Tess Masters:yeah, the National Theater live recording, yeah, I've seen that too. It's amazing, very powerful, inspiring, you know. And there's power in stillness, too. I mean, I think that's something you learn as a performer when you get older, that we don't need to be moving around and look at me and, you know, being interesting, you know, we can just be still and present and full of what's happening. And I, you know, for me, when I saw the show, that is what worked. Wasn't the design, right? Still, it was that you were being very honest.
Steve Valentine:There was that whole idea of having just a frenetic, chaotic, comedic, magical opening section, and then suddenly you bring it down to a guy sitting in a chair in a spotlight. And now people are like we thought we knew what this show was, and now we've no idea what we've come to. And I like that idea of taking, building up an expectation and then destroying it, which, in really is what magic is all about. We take down garden paths, you know, and then there's always a brick wall at the end of that garden path. And we kind of, you know, that's what magic is, and and storytelling, right?
Tess Masters:I mean, talking about this, it's not what we thought it was going to be. Oh, gee, what have I gotten myself into? I mean, we experience that every day with every dances, right? So going into some of the things that have happened in your. Acting career, yep, so many of those things didn't play out the way that you thought they were going to, either, you know. So you're a jobbing actor. You're getting all these, you know, one liner parts, and then co stars, and then wanting to get guest stars, and then you land, you know, crossing Jordan, which didn't turn out to be what it was supposed to be, either. So take me inside of that. It has to be me, where you I
Steve Valentine:would say crossing Jordan was what I had. That series was great. I thought, I thought it was going to lead to something else that didn't pan out. But the six year, six years on that show,
Tess Masters:it wasn't supposed to be a series regular. Was it? Oh, I see what you
Steve Valentine:mean. Yeah. No, no, it wasn't. It was. I had done a bunch of guest stars, and I was doing, I was doing a recurring character on a sitcom called Nikki for the WB, and one of the other recurring characters we were kind of, it was a Bruce Helford show, who was doing The Drew Carey Show at the time. And I remember I was in almost every episode, but I was only being paid as a guest star, so it was a bit cheeky, don't they, you know. So they introduced me every day at table, reading every week, and not Steve's a member of the family. And I'm like, Yeah, right. I'm like, I'm like, Ruprecht, I'm like, the guy in the basement. But there was another guy, Brad who who was in the same situation. Brad Henke is lovely actor, and he was playing a wrestler in the show. And Brad came in one day, and I remember thinking, I don't want to do this. I don't want to do this anymore. And I was like, No, I don't want to piss off the WB, and maybe I just smears with the executives and get something out of it. So I was letting them kind of take advantage of me. And Brad came in one day and he said, I just auditioned for the show, the Untitled Tim King project. He said, But I'm not right for it. He's but I think you'd be great for it. You should tell your agent about it. And I remember telling my agent he hadn't even heard of it. He was useless. He hadn't heard of it at all. So he got me the audition, and then that was going to be just the guest star, possible recurring, yeah, for that. So we did the pilot, I got it, did the pilot, and then when the show got picked up, at that point, I had like five national commercials on running at the time, and so I was in a bit of money, and I felt like I was on a roll, and I and it gives me, I remember
Unknown:meeting you at one of those auditions. You and I were the same audition, and you were on a roll booking everything.

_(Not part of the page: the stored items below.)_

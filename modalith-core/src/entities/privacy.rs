// Copyright 2025 Modalith (https://github.com/modalith)
//
// This program is free software: you can redistribute it and/or modify
// it under the terms of the GNU Affero General Public License as published by
// the Free Software Foundation, either version 3 of the License, or
// (at your option) any later version.
//
// This program is distributed in the hope that it will be useful,
// but WITHOUT ANY WARRANTY; without even the implied warranty of
// MERCHANTABILITY or FITNESS FOR A PARTICULAR PURPOSE. See the
// GNU Affero General Public License for more details.
//
// You should have received a copy of the GNU Affero General Public License
// along with this program. If not, see <https://www.gnu.org/licenses/>.

use chrono::{DateTime, Utc};
use serde::{Deserialize, Serialize};
use uuid::Uuid;

/// Privacy policy applied during result redaction.
///
/// A policy with no modality or context restriction applies to everything
/// inside its tenant scope.
#[derive(Debug, Clone, PartialEq, Serialize, Deserialize)]
pub struct PrivacyPolicy {
    pub id: String,
    pub name: String,
    #[serde(default, skip_serializing_if = "Option::is_none")]
    pub org_id: Option<String>,
    #[serde(default, skip_serializing_if = "Option::is_none")]
    pub site_id: Option<String>,
    #[serde(default, skip_serializing_if = "Option::is_none")]
    pub stream_id: Option<String>,
    #[serde(default, skip_serializing_if = "Option::is_none")]
    pub modalities: Option<Vec<String>>,
    #[serde(default, skip_serializing_if = "Option::is_none")]
    pub contexts: Option<Vec<String>>,
    #[serde(default, skip_serializing_if = "Option::is_none")]
    pub redaction_types: Option<Vec<String>>,
    pub enabled: bool,
    pub status: String,
    pub created_at: DateTime<Utc>,
    pub updated_at: DateTime<Utc>,
}

impl PrivacyPolicy {
    pub fn new(name: impl Into<String>) -> Self {
        let now = Utc::now();
        Self {
            id: Uuid::new_v4().to_string(),
            name: name.into(),
            org_id: None,
            site_id: None,
            stream_id: None,
            modalities: None,
            contexts: None,
            redaction_types: None,
            enabled: true,
            status: "active".to_string(),
            created_at: now,
            updated_at: now,
        }
    }

    pub fn is_active(&self) -> bool {
        self.enabled && self.status == "active"
    }

    /// Whether the policy covers the given modality.
    pub fn covers_modality(&self, modality: &str) -> bool {
        match &self.modalities {
            None => true,
            Some(list) => list.iter().any(|m| m.eq_ignore_ascii_case(modality)),
        }
    }
}
// Copyright 2025 Modalith (https://github.com/modalith)
//
// This program is free software: you can redistribute it and/or modify
// it under the terms of the GNU Affero General Public License as published by
// the Free Software Foundation, either version 3 of the License, or
// (at your option) any later version.
//
// This program is distributed in the hope that it will be useful,
// but WITHOUT ANY WARRANTY; without even the implied warranty of
// MERCHANTABILITY or FITNESS FOR A PARTICULAR PURPOSE. See the
// GNU Affero General Public License for more details.
//
// You should have received a copy of the GNU Affero General Public License
// along with this program. If not, see <https://www.gnu.org/licenses/>.

//! Modalith Edge
//!
//! Durable upload spool for the edge gateway plus the pure batch-sizing and
//! admission policies. The filesystem is the synchronization point: every
//! state transition is a write-to-temp plus rename on the same filesystem.

pub mod buffer;
pub mod policies;

pub use buffer::{BufferItem, BufferStats, EdgeBuffer, EdgeBufferError, ReplayOutcome};
pub use policies::{AdaptiveBatchPolicy, BackpressurePolicy};
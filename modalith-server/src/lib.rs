// Copyright 2025 Modalith (https://github.com/modalith)
//
// This program is free software: you can redistribute it and/or modify
// it under the terms of the GNU Affero General Public License as published by
// the Free Software Foundation, either version 3 of the License, or
// (at your option) any later version.
//
// This program is distributed in the hope that it will be useful,
// but WITHOUT ANY WARRANTY; without even the implied warranty of
// MERCHANTABILITY or FITNESS FOR A PARTICULAR PURPOSE. See the
// GNU Affero General Public License for more details.
//
// You should have received a copy of the GNU Affero General Public License
// along with this program. If not, see <https://www.gnu.org/licenses/>.

//! Modalith Server
//!
//! The HTTP surface over the retrieval platform: the fusion query service,
//! the edge gateway with its durable buffer, the ingestion endpoint, and the
//! admin surface, all on one router.

pub mod api;
pub mod auth;
pub mod config;
pub mod error;
pub mod metering;
pub mod middleware;
pub mod object_store;

use anyhow::Result;
use axum::middleware as axum_middleware;
use axum::routing::{get, post};
use axum::Router;
use modalith_query::snapshot::healthcheck;
use modalith_query::QueryServiceConfig;
use tower_http::cors::{Any, CorsLayer};
use tower_http::trace::TraceLayer;
use tracing::{info, warn};
use tracing_subscriber::{layer::SubscriberExt, util::SubscriberInitExt};

use api::AppState;
use config::ServerConfig;

/// Build the full application router over the shared state.
pub fn build_router(state: AppState) -> Router {
    let cors = if state.config.cors_allow_all() {
        CorsLayer::new()
            .allow_origin(Any)
            .allow_methods(Any)
            .allow_headers(Any)
    } else {
        CorsLayer::new()
    };

    Router::new()
        .route("/health", get(api::health::health))
        .route("/query", post(api::query::query))
        .route("/admin/reload-snapshot", post(api::query::reload_snapshot))
        .route("/ingest", post(api::ingest::ingest))
        .route("/edge/upload", post(api::edge::upload))
        .route("/edge/buffer/status", get(api::edge::buffer_status))
        .route("/edge/buffer/replay", post(api::edge::buffer_replay))
        .route("/edge/buffer/prune", post(api::edge::buffer_prune))
        .route(
            "/edge/config",
            get(api::edge::get_config).post(api::edge::update_config),
        )
        .layer(axum_middleware::from_fn(
            middleware::correlation_id_middleware,
        ))
        .layer(cors)
        .layer(TraceLayer::new_for_http())
        .with_state(state)
}

/// Startup probes: engine healthcheck, initial snapshot load, model warmup.
/// All failures are recoverable; the query endpoint answers snapshot-not-
/// ready until a load succeeds.
pub fn startup_probes(state: &AppState) {
    if let Err(err) = healthcheck(Some(&state.config.healthcheck_path)) {
        warn!(error = %err, "snapshot engine healthcheck failed");
    }
    match state.snapshot.reload(&state.config.snapshot_uri) {
        Ok(descriptor) => info!(
            snapshot_marker = %descriptor.marker(),
            "initial snapshot published"
        ),
        Err(err) => warn!(error = %err, "initial snapshot load failed; queries return 503"),
    }
    if state.query_config.query_warmup {
        state.embedders.warm(
            &state.query_config.query_warmup_steps,
            &state.query_config.query_warmup_text,
        );
    } else {
        info!("query model warmup skipped");
    }
}

pub async fn run_server(config: ServerConfig) -> Result<()> {
    tracing_subscriber::registry()
        .with(
            tracing_subscriber::EnvFilter::try_from_default_env()
                .unwrap_or_else(|_| "modalith_server=info,tower_http=info".into()),
        )
        .with(tracing_subscriber::fmt::layer())
        .init();

    info!("starting modalith server");
    config.validate()?;

    let query_config = QueryServiceConfig::from_env();
    let state = AppState::build(config, query_config)?;
    startup_probes(&state);

    let addr = state.config.socket_addr()?;
    let app = build_router(state);
    info!(%addr, "listening");
    let listener = tokio::net::TcpListener::bind(addr).await?;
    axum::serve(listener, app).await?;
    Ok(())
}
// Copyright 2025 Modalith (https://github.com/modalith)
//
// This program is free software: you can redistribute it and/or modify
// it under the terms of the GNU Affero General Public License as published by
// the Free Software Foundation, either version 3 of the License, or
// (at your option) any later version.
//
// This program is distributed in the hope that it will be useful,
// but WITHOUT ANY WARRANTY; without even the implied warranty of
// MERCHANTABILITY or FITNESS FOR A PARTICULAR PURPOSE. See the
// GNU Affero General Public License for more details.
//
// You should have received a copy of the GNU Affero General Public License
// along with this program. If not, see <https://www.gnu.org/licenses/>.

//! RBAC/ABAC enforcement across the ingest and query endpoints.

mod common;

use common::*;
use modalith_core::entities::{ApiKeyRecord, RoleBindings};
use modalith_server::auth::hash_api_key;
use modalith_store::{ApiKeyStore as _, RbacStore as _};
use serde_json::json;
use tempfile::TempDir;

fn cloud_event() -> serde_json::Value {
    json!({
        "id": "evt-1",
        "type": "media.uploaded",
        "source": "edge-gateway",
        "specversion": "1.0",
        "data": {"uri": "mm://raw/clip.wav"},
    })
}

#[tokio::test]
async fn reader_key_can_query_but_not_ingest() {
    let root = TempDir::new().unwrap();
    let mut config = test_server_config(&root);
    config.rbac_enforce = true;
    write_snapshot(&config, &doc_snapshot(&[("doc-1", "hello world")]));
    let (app, state) = app_with_state(config);

    let record = state
        .stores
        .api_keys
        .register_api_key(ApiKeyRecord::new("reader", hash_api_key("", "reader-key")))
        .unwrap();
    let mut bindings = RoleBindings::new();
    bindings.insert(record.id.clone(), vec!["reader".to_string()]);
    state.stores.rbac.save_role_bindings(&bindings).unwrap();

    let (status, body) = send_json(
        &app,
        "POST",
        "/ingest",
        Some(cloud_event()),
        &[("x-api-key", "reader-key")],
    )
    .await;
    assert_eq!(status, 403);
    assert_eq!(body["error"]["code"], "FORBIDDEN");

    let (status, _) = send_json(
        &app,
        "POST",
        "/query",
        Some(json!({"query_text": "hello"})),
        &[("x-api-key", "reader-key")],
    )
    .await;
    assert_eq!(status, 200);
}

#[tokio::test]
async fn writer_binding_allows_ingest() {
    let root = TempDir::new().unwrap();
    let mut config = test_server_config(&root);
    config.rbac_enforce = true;
    let (app, state) = app_with_state(config);

    let record = state
        .stores
        .api_keys
        .register_api_key(ApiKeyRecord::new("writer", hash_api_key("", "writer-key")))
        .unwrap();
    let mut bindings = RoleBindings::new();
    bindings.insert(record.id.clone(), vec!["writer".to_string()]);
    state.stores.rbac.save_role_bindings(&bindings).unwrap();

    let (status, body) = send_json(
        &app,
        "POST",
        "/ingest",
        Some(cloud_event()),
        &[("x-api-key", "writer-key")],
    )
    .await;
    assert_eq!(status, 202);
    assert_eq!(body["status"], "accepted");
    assert!(body["trace_id"].as_str().is_some());
}

#[tokio::test]
async fn empty_cloud_event_data_is_rejected() {
    let root = TempDir::new().unwrap();
    let (app, _) = app_with_state(test_server_config(&root));

    let mut event = cloud_event();
    event["data"] = json!({});
    let (status, body) = send_json(&app, "POST", "/ingest", Some(event), &[]).await;
    assert_eq!(status, 400);
    assert_eq!(body["error"]["code"], "VALIDATION_ERROR");
}

#[tokio::test]
async fn invalid_api_key_is_unauthorized() {
    let root = TempDir::new().unwrap();
    let config = test_server_config(&root);
    write_snapshot(&config, &doc_snapshot(&[("doc-1", "hello")]));
    let (app, _) = app_with_state(config);

    let (status, body) = send_json(
        &app,
        "POST",
        "/query",
        Some(json!({"query_text": "hello"})),
        &[("x-api-key", "who-dis")],
    )
    .await;
    assert_eq!(status, 401);
    assert_eq!(body["error"]["code"], "UNAUTHORIZED");
}
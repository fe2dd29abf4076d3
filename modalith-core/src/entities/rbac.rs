// Copyright 2025 Modalith (https://github.com/modalith)
//
// This program is free software: you can redistribute it and/or modify
// it under the terms of the GNU Affero General Public License as published by
// the Free Software Foundation, either version 3 of the License, or
// (at your option) any later version.
//
// This program is distributed in the hope that it will be useful,
// but WITHOUT ANY WARRANTY; without even the implied warranty of
// MERCHANTABILITY or FITNESS FOR A PARTICULAR PURPOSE. See the
// GNU Affero General Public License for more details.
//
// You should have received a copy of the GNU Affero General Public License
// along with this program. If not, see <https://www.gnu.org/licenses/>.

//! Role-based access control primitives.
//!
//! Roles map to permission sets; the wildcard `*` permission allows every
//! action. Bindings map a credential id to its role names.

use std::collections::{BTreeMap, BTreeSet};

pub const ACTION_QUERY: &str = "query";
pub const ACTION_INGEST: &str = "ingest";
pub const ACTION_ADMIN: &str = "admin";

pub const WILDCARD_PERMISSION: &str = "*";

/// `credential_id -> [role_name]`.
pub type RoleBindings = BTreeMap<String, Vec<String>>;

/// Built-in role table.
fn role_permissions(role: &str) -> Option<&'static [&'static str]> {
    match role {
        "admin" => Some(&[WILDCARD_PERMISSION]),
        "writer" => Some(&[ACTION_QUERY, ACTION_INGEST]),
        "reader" => Some(&[ACTION_QUERY]),
        _ => None,
    }
}

/// Union of permissions granted by the given roles.
pub fn permissions_for_roles<'a, I>(roles: I) -> BTreeSet<String>
where
    I: IntoIterator<Item = &'a str>,
{
    let mut permissions = BTreeSet::new();
    for role in roles {
        if let Some(granted) = role_permissions(role.trim()) {
            permissions.extend(granted.iter().map(|p| p.to_string()));
        }
    }
    permissions
}

/// Whether the permission set allows the action.
pub fn allows(permissions: &BTreeSet<String>, action: &str) -> bool {
    permissions.contains(WILDCARD_PERMISSION) || permissions.contains(action)
}

#[cfg(test)]
mod tests {
    use super::*;

    #[test]
    fn reader_can_query_but_not_ingest() {
        let perms = permissions_for_roles(["reader"]);
        assert!(allows(&perms, ACTION_QUERY));
        assert!(!allows(&perms, ACTION_INGEST));
    }

    #[test]
    fn admin_wildcard_allows_everything() {
        let perms = permissions_for_roles(["admin"]);
        assert!(allows(&perms, ACTION_QUERY));
        assert!(allows(&perms, ACTION_INGEST));
        assert!(allows(&perms, "anything-else"));
    }

    #[test]
    fn unknown_roles_grant_nothing() {
        let perms = permissions_for_roles(["superuser"]);
        assert!(perms.is_empty());
        assert!(!allows(&perms, ACTION_QUERY));
    }
}
// Copyright 2025 Modalith (https://github.com/modalith)
//
// This program is free software: you can redistribute it and/or modify
// it under the terms of the GNU Affero General Public License as published by
// the Free Software Foundation, either version 3 of the License, or
// (at your option) any later version.
//
// This program is distributed in the hope that it will be useful,
// but WITHOUT ANY WARRANTY; without even the implied warranty of
// MERCHANTABILITY or FITNESS FOR A PARTICULAR PURPOSE. See the
// GNU Affero General Public License for more details.
//
// You should have received a copy of the GNU Affero General Public License
// along with this program. If not, see <https://www.gnu.org/licenses/>.

//! Store bundle construction from configuration.

use std::path::Path;
use std::sync::Arc;

use tracing::warn;

use crate::config::{ControlPlaneConfig, StoreBackend};
use crate::docdb::{DocDbControlStore, DocumentDriver, MemoryDriver};
use crate::dual::{self, DualPolicy};
use crate::error::Result;
use crate::interfaces::StoreBundle;
use crate::json::JsonControlStore;

fn backend_bundle(
    backend: StoreBackend,
    graph_root: &Path,
    config: &ControlPlaneConfig,
    driver: &Arc<dyn DocumentDriver>,
) -> Result<StoreBundle> {
    match backend {
        StoreBackend::Json => Ok(StoreBundle::from_backend(Arc::new(JsonControlStore::open(
            graph_root,
        )?))),
        StoreBackend::DocumentDb => Ok(StoreBundle::from_backend(Arc::new(
            DocDbControlStore::new(driver.clone(), config.collection_prefix.clone()),
        ))),
    }
}

/// Build the control-plane store bundle.
///
/// With no secondary configured, the primary backend is used directly; when
/// fallback reads, dual writes, or empty-fallback are enabled the two
/// backends are composed behind the dual façade. The document driver is
/// shared so both the primary and the fallback document store see the same
/// collections.
pub fn build_store_bundle(
    graph_root: impl AsRef<Path>,
    config: &ControlPlaneConfig,
    driver: Option<Arc<dyn DocumentDriver>>,
) -> Result<StoreBundle> {
    let graph_root = graph_root.as_ref();
    let driver: Arc<dyn DocumentDriver> = driver.unwrap_or_else(|| Arc::new(MemoryDriver::new()));
    let primary = backend_bundle(config.backend, graph_root, config, &driver)?;
    if !config.needs_secondary() {
        return Ok(primary);
    }
    if config.fallback_backend == config.backend {
        warn!(
            backend = ?config.backend,
            "fallback backend equals primary; running without a secondary"
        );
        return Ok(primary);
    }
    let secondary = backend_bundle(config.fallback_backend, graph_root, config, &driver)?;
    Ok(dual::dual_bundle(primary, secondary, DualPolicy::from(config)))
}

#[cfg(test)]
mod tests {
    use super::*;
    use crate::config::{ReadMode, WriteMode};
    use crate::interfaces::PrivacyStore as _;
    use modalith_core::entities::PrivacyPolicy;
    use tempfile::TempDir;

    #[test]
    fn single_mode_builds_plain_backend() {
        let dir = TempDir::new().unwrap();
        let bundle =
            build_store_bundle(dir.path(), &ControlPlaneConfig::default(), None).unwrap();
        bundle
            .privacy
            .register_policy(PrivacyPolicy::new("pii"))
            .unwrap();
        assert_eq!(bundle.privacy.load_policies().unwrap().len(), 1);
        // JSON backend wrote under control/.
        assert!(dir.path().join("control/privacy_policies.json").exists());
    }

    #[test]
    fn dual_mode_mirrors_writes_to_secondary() {
        let dir = TempDir::new().unwrap();
        let config = ControlPlaneConfig {
            read_mode: ReadMode::Fallback,
            write_mode: WriteMode::Dual,
            fallback_on_empty: true,
            ..Default::default()
        };
        let driver: Arc<dyn DocumentDriver> = Arc::new(MemoryDriver::new());
        let bundle = build_store_bundle(dir.path(), &config, Some(driver.clone())).unwrap();
        bundle
            .privacy
            .register_policy(PrivacyPolicy::new("pii"))
            .unwrap();

        // The secondary document store got its own copy.
        let secondary = DocDbControlStore::new(driver, config.collection_prefix.clone());
        assert_eq!(secondary.load_policies().unwrap().len(), 1);
    }
}
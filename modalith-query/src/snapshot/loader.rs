// Copyright 2025 Modalith (https://github.com/modalith)
//
// This program is free software: you can redistribute it and/or modify
// it under the terms of the GNU Affero General Public License as published by
// the Free Software Foundation, either version 3 of the License, or
// (at your option) any later version.
//
// This program is distributed in the hope that it will be useful,
// but WITHOUT ANY WARRANTY; without even the implied warranty of
// MERCHANTABILITY or FITNESS FOR A PARTICULAR PURPOSE. See the
// GNU Affero General Public License for more details.
//
// You should have received a copy of the GNU Affero General Public License
// along with this program. If not, see <https://www.gnu.org/licenses/>.

//! Snapshot loading: copy the database file to a deterministic local path,
//! ingest the optional JSON sidecar, open the engine, and record `loaded_at`.

use std::collections::BTreeMap;
use std::fs;
use std::path::{Path, PathBuf};
use std::time::Instant;

use chrono::{DateTime, Utc};
use serde_json::Value;
use tracing::info;

use super::Snapshot;
use crate::error::{QueryError, Result};

/// An opened, immutable snapshot plus its provenance. Replaced atomically by
/// the slot, never mutated in place.
pub struct SnapshotDescriptor {
    pub local_path: PathBuf,
    pub metadata: BTreeMap<String, Value>,
    pub loaded_at: DateTime<Utc>,
    pub snapshot: Snapshot,
}

impl SnapshotDescriptor {
    /// Stable identifier of the snapshot's contents, used in pagination
    /// cursors and logs.
    pub fn marker(&self) -> String {
        for key in [
            "manifest_fingerprint",
            "snapshot_manifest_count",
            "manifest_count",
            "snapshot_uri",
        ] {
            if let Some(value) = self.metadata.get(key) {
                match value {
                    Value::String(text) if !text.is_empty() => return text.clone(),
                    Value::Null => {}
                    other => return other.to_string(),
                }
            }
        }
        self.loaded_at.to_rfc3339()
    }

    pub fn age_seconds(&self) -> f64 {
        (Utc::now() - self.loaded_at).num_milliseconds() as f64 / 1000.0
    }
}

fn strip_file_scheme(uri: &str) -> &str {
    uri.strip_prefix("file://").unwrap_or(uri)
}

/// Copy the snapshot file (local or `file://` URI) into `dest_dir`, read the
/// `<file>.json` sidecar if present, and open the engine against the copy.
pub fn load_snapshot(snapshot_uri: &str, dest_dir: impl AsRef<Path>) -> Result<SnapshotDescriptor> {
    if snapshot_uri.is_empty() {
        return Err(QueryError::Validation("snapshot URI is required".into()));
    }
    let started = Instant::now();
    let source = PathBuf::from(strip_file_scheme(snapshot_uri));
    if !source.exists() {
        return Err(QueryError::Internal(format!(
            "snapshot file not found: {}",
            source.display()
        )));
    }
    let dest_dir = dest_dir.as_ref();
    fs::create_dir_all(dest_dir)?;
    let file_name = source
        .file_name()
        .ok_or_else(|| QueryError::Validation(format!("snapshot URI has no file name: {snapshot_uri}")))?;
    let local_path = dest_dir.join(file_name);
    if source.canonicalize()? != local_path.canonicalize().unwrap_or_default() {
        fs::copy(&source, &local_path)?;
    }

    let sidecar_path = PathBuf::from(format!("{}.json", source.display()));
    let metadata = read_sidecar(&sidecar_path)?;

    let snapshot = Snapshot::open(&local_path)?;
    let loaded_at = Utc::now();
    let snapshot_size = fs::metadata(&local_path).map(|m| m.len()).ok();
    info!(
        snapshot_path = %local_path.display(),
        snapshot_loaded_at = %loaded_at.to_rfc3339(),
        snapshot_load_ms = started.elapsed().as_millis() as u64,
        snapshot_size_bytes = snapshot_size,
        "snapshot loaded"
    );
    Ok(SnapshotDescriptor {
        local_path,
        metadata,
        loaded_at,
        snapshot,
    })
}

fn read_sidecar(path: &Path) -> Result<BTreeMap<String, Value>> {
    if !path.exists() {
        return Ok(BTreeMap::new());
    }
    let raw = fs::read(path)?;
    let value: Value =
        serde_json::from_slice(&raw).map_err(|err| QueryError::Decode(err.to_string()))?;
    match value {
        Value::Object(map) => Ok(map.into_iter().collect()),
        _ => Ok(BTreeMap::new()),
    }
}

/// Startup probe: open the engine against the healthcheck artifact and
/// execute one trivial read. A missing local artifact is skipped.
pub fn healthcheck(artifact: Option<&Path>) -> Result<()> {
    let Some(path) = artifact else {
        return Ok(());
    };
    if !path.exists() {
        info!(path = %path.display(), "healthcheck artifact missing; skipping");
        return Ok(());
    }
    let started = Instant::now();
    let snapshot = Snapshot::open(path)?;
    let rows = snapshot.row_count();
    info!(
        healthcheck_ms = started.elapsed().as_millis() as u64,
        healthcheck_rows = rows,
        "snapshot engine healthcheck completed"
    );
    Ok(())
}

Steve Valentine:I was the wacky guy. I was the whatever they wanted, the artistic, wacky guy. And I just remember thinking they said that they want you back for the series as another guest star, recurring character, and they wanted to pay me half of what they pay me for the pilot. And I was like, and I remember just thinking, no, no, I'm gonna be paid. They pay me a lot of money, but at least pay me like this, you know, at least pay me something more as a and, and that's
Tess Masters:a move when you really want to be an actor and you're trying to break in and you get this really big opportunity. I mean, that's, that's it
Steve Valentine:was. I remember my agent was like, what? I was like, No, you gotta go back and fight. Just give me a little bit more money. Um, and because what happens when you become when you work on a television show a lot, is you can no longer. Do you think you the door opens for commercials, but actually the draw closes, because you're now kind of synonymous with that show, and
Tess Masters:you were playing a very specific kind of a role in that show too. Yeah,
Steve Valentine:yeah. I mean, he was, yeah. He was a criminologist, kind of Gothic criminologist, who worked, right? So the so I go and anyway, so they only kept they came back and said, Yes, all right, fine, we'll pay him a little bit more. And I went in and did the second episode, and I remember just like consistently, like talking to the writers and the producers and trying to just be memorable, right? And and then by the fifth episode, I remember saying to my agent, it's happening again. I'm in every episode, but I'm a guest, or I'm not being I'm not a series regular. And I was about ready to say, we need to have that conversation with them. Maybe I actually said that to my my agent, and my agent called me back and said, so weird. They just called and said they want to make you a series regular. And so like 13 out of 23 ended up doing all of them and and I was off. It was, it was, you know, it was, it was, it was a case of believing in yourself, believing that you're worth something, the arrogance of youth, the naive, you know, definitely, but also just there was something about the time and the place in that character in that show that just fit so well, yeah, just it was great and and so initially the show was story based, even. Though there was, like the body of the week, there was, it was really, there was a lot of it was about what was going on at the coroner's office, the characters, the interaction between them. And then CSI came out and was a massive hit, and was all about the DNA, right? And so suddenly the show changed and became all about the DNA. And we had less character storylines are more just I became a guy in the morgue. That was, that was like I would get the two page speeches with all the terminology, because when accent made it sound like I knew I was talking about, but it was very so
Tess Masters:it ultimately wasn't fulfilling for you. When, when things shifted into that format. I
Steve Valentine:had a moment, yeah, I had a moment when I remember whinging about it to someone, and then they were like, well, at least you're working. And I started thinking, this is this is amazing. This Okay, fine. This will be a stepping stone to something else, maybe more creative, but appreciate what I have. And I had a moment when I was going to quit the show. But a long story. I had a manager and someone else in my ear that kept telling me that if they didn't pay you so much money, you should quit. And all it was was that the manager was trying to get renegotiation money. He even admitted it later, nasty little piece of work he was, and so he was, he was like, pushing me to to threaten to quit. And we'd had this moment, and then I remember Miguel Ferrer, God bless him. Like he called me, he's my coach, my co stars, and he called me. He was like, Hey, man, we miss you on set. Come back, bro. He's like, you know, ride this shit into the sunset. This is a rare situation. He's like, being on any television series is so rare. He's like, you just, you know, enjoy it for what it is, you know. And that beautiful phone call made me feel like I was part of a family. And so I went back and went back to the show, and it was great. Thank you, Miguel.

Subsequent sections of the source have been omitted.